Choose the first option on the left – the RStudio Desktop (Open Source License) - which is free by clicking the blue Download button.

After you click Download, you will need to click the appropriate installer. For Windows users, this should be the top selection (Windows 10/8/7); for Mac users, this should be the second selection (mac OS 10.13+). (But keep in mind these numbers may change as R Studio changes and with changes to Windows and Mac platforms. Nonetheless, the Windows and Mac options are typically the first and second ones.) Once you click this link, you will download another executable file. (For Mac computers, you will also need install the “git” command after the program loads; click “Install” when that message pops up. See the picture below)

For Macs:

 

Once the program downloads, open the .exe file and follow the prompts to save the program to your computer.

And then, once you have R and R Studio installed on your computer, from your start menu, open RStudio. Once RStudio is downloaded, all instructions will refer to RStudio.

Step 2: Install tidyverse

Once you have opened RStudio, you will need to install the tidyverse package, which will allow you to perform statistical manipulations in a straightforward way.

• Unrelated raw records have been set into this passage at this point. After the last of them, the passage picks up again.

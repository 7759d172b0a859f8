//! Host-independent core of the waterfall masonry layout engine.
//!
//! A masonry (waterfall) layout packs variable-height items into fixed-width
//! columns, each column growing independently. Item heights are only known
//! after the host has rendered them, so packing is incremental: items are
//! measured off-screen in bounded batches and committed one by one without
//! disturbing already-placed items.
//!
//! # Architecture
//!
//! - [`PendingQueue`] - ordered work buffer that releases gap-free runs
//! - [`MasonryLayoutState`] - the column packer and positioned-item cache
//! - [`ViewportState`] / [`is_visible`] - viewport intersection with overscan
//! - [`ColumnCount`] - fixed or breakpoint-driven column resolution
//! - [`Throttle`] / [`Debounce`] - rate limiting for resize/scroll storms
//!
//! Nothing in this crate knows how rendering or measurement happens; those
//! capabilities live behind traits in the component layer.

mod columns;
mod key;
mod layout;
mod queue;
mod rate_limit;
mod viewport;

pub use columns::*;
pub use key::*;
pub use layout::*;
pub use queue::*;
pub use rate_limit::*;
pub use viewport::*;
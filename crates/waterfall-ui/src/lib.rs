//! Masonry component layer for the waterfall layout engine.
//!
//! This crate wires the host-independent core ([`waterfall_foundation`]) to a
//! concrete UI host through two capability traits:
//!
//! - [`MeasureSurface`] - an invisible surface that mounts renderables and
//!   reports their laid-out heights asynchronously, in mounted order
//! - [`ScrollContainer`] - the element (or window) whose scroll position and
//!   size drive viewport computation
//!
//! [`Masonry`] is the public entry point; [`MeasurePipeline`] drives the
//! measure-then-commit loop underneath it.

mod masonry;
mod pipeline;
mod scroll;
mod surface;

pub use masonry::*;
pub use pipeline::*;
pub use scroll::*;
pub use surface::*;

// Re-export the foundation types that appear in this crate's public API -
// single source of truth.
pub use waterfall_foundation::{
    ColumnCount, ItemKey, MasonryLayoutState, PositionedItem, ViewportState,
};
//! Stable item identity.

use std::collections::hash_map::DefaultHasher;
use std::hash::{Hash, Hasher};

/// Stable identity of a data item as seen by the layout engine.
///
/// Keys must be unique within a data set and stable across renders; they are
/// what makes incremental packing possible (already-positioned items are
/// recognized by key and skipped on the next data change).
#[derive(Clone, Copy, Debug, PartialEq, Eq, Hash, PartialOrd, Ord)]
pub struct ItemKey(pub u64);

/// Folds any hashable row key into an [`ItemKey`].
pub fn item_key_of<K: Hash + ?Sized>(key: &K) -> ItemKey {
    let mut hasher = DefaultHasher::new();
    key.hash(&mut hasher);
    ItemKey(hasher.finish())
}

#[cfg(test)]
mod tests {
    use super::*;

    #[test]
    fn test_key_is_stable() {
        assert_eq!(item_key_of("feed-17"), item_key_of("feed-17"));
        assert_eq!(item_key_of(&42u32), item_key_of(&42u32));
    }

    #[test]
    fn test_distinct_keys_differ() {
        assert_ne!(item_key_of("feed-17"), item_key_of("feed-18"));
    }
}
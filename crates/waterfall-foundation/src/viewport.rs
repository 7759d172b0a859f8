//! Viewport intersection and scroll-edge predicates.

/// Extra distance beyond the viewport within which items are still rendered,
/// to avoid pop-in during fast scrolling.
pub const DEFAULT_OVERSCAN_MARGIN: f32 = 800.0;

/// Pixel distance from the scroll end that counts as "reached the bottom".
pub const DEFAULT_BOTTOM_THRESHOLD: f32 = 100.0;

/// Transient scroll geometry, recomputed on every scroll/resize tick.
#[derive(Clone, Copy, Debug, Default, PartialEq)]
pub struct ViewportState {
    /// Current scroll offset of the container.
    pub scroll_offset: f32,
    /// Visible extent of the container along the scroll axis.
    pub viewport_extent: f32,
}

/// Whether an item spanning `top..bottom` (in content coordinates) should be
/// mounted for the given viewport.
///
/// The window is over-approximated by `margin` on both sides: an item is
/// visible when either edge falls inside the widened window, or when it fully
/// spans it. Pure arithmetic; called once per positioned item per render
/// pass.
pub fn is_visible(top: f32, bottom: f32, viewport: ViewportState, margin: f32) -> bool {
    let rel_top = top - viewport.scroll_offset;
    let rel_bottom = bottom - viewport.scroll_offset;

    let lo = -margin;
    let hi = viewport.viewport_extent + margin;

    (rel_top > lo && rel_top < hi)
        || (rel_bottom > lo && rel_bottom < hi)
        || (rel_top < lo && rel_bottom > hi)
}

/// Whether the viewport is within `threshold` of the end of the content.
///
/// Edge-triggered by the caller: this is evaluated per scroll event, not
/// latched, so pagination side effects must be debounced by the notification
/// receiver if idempotence matters.
pub fn reached_bottom(viewport: ViewportState, content_extent: f32, threshold: f32) -> bool {
    viewport.scroll_offset + viewport.viewport_extent >= content_extent - threshold
}

#[cfg(test)]
mod tests {
    use super::*;

    fn viewport(scroll_offset: f32, viewport_extent: f32) -> ViewportState {
        ViewportState {
            scroll_offset,
            viewport_extent,
        }
    }

    #[test]
    fn test_visibility_boundary_below_viewport() {
        let vp = viewport(0.0, 1000.0);
        // Widened window is (-800, 1800); the top edge must fall strictly
        // inside it.
        assert!(is_visible(1799.0, 1850.0, vp, 800.0));
        assert!(!is_visible(1800.0, 1850.0, vp, 800.0));
    }

    #[test]
    fn test_visibility_boundary_above_viewport() {
        let vp = viewport(2000.0, 1000.0);
        // Window in content coordinates: (1200, 3800).
        assert!(is_visible(100.0, 1201.0, vp, 800.0));
        assert!(!is_visible(100.0, 1200.0, vp, 800.0));
    }

    #[test]
    fn test_item_spanning_whole_window_is_visible() {
        let vp = viewport(5000.0, 1000.0);
        assert!(is_visible(0.0, 20_000.0, vp, 800.0));
    }

    #[test]
    fn test_scrolled_item_tracks_offset() {
        let vp0 = viewport(0.0, 600.0);
        let vp_far = viewport(10_000.0, 600.0);
        assert!(is_visible(200.0, 300.0, vp0, 800.0));
        assert!(!is_visible(200.0, 300.0, vp_far, 800.0));
    }

    #[test]
    fn test_reached_bottom_threshold() {
        let vp = viewport(900.0, 1000.0);
        assert!(reached_bottom(vp, 2000.0, 100.0));
        assert!(!reached_bottom(viewport(899.0, 1000.0), 2000.0, 100.0));
    }
}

To install tidyverse, in the Console simply type the following and press enter:

install.packages(“tidyverse”)

Be sure to keep all the letters lowercase (RStudio is sensitive to letter cases.) Also, all the commands you type from this point forward will be in the Console (which will move to the bottom left box).

 

 

(For Mac computers, you may see the message “Do you want to install from sources the package which needs compilation library?” Simply press enter when you see this message and tidyverse will install. See the picture below)

For Macs:

 

Next, type the following and press enter:

library(tidyverse)

Keep in mind that you will need to type library(tidyverse) every time you reopen RStudio.

You are now ready to use the tidyverse package in RStudio for data analysis.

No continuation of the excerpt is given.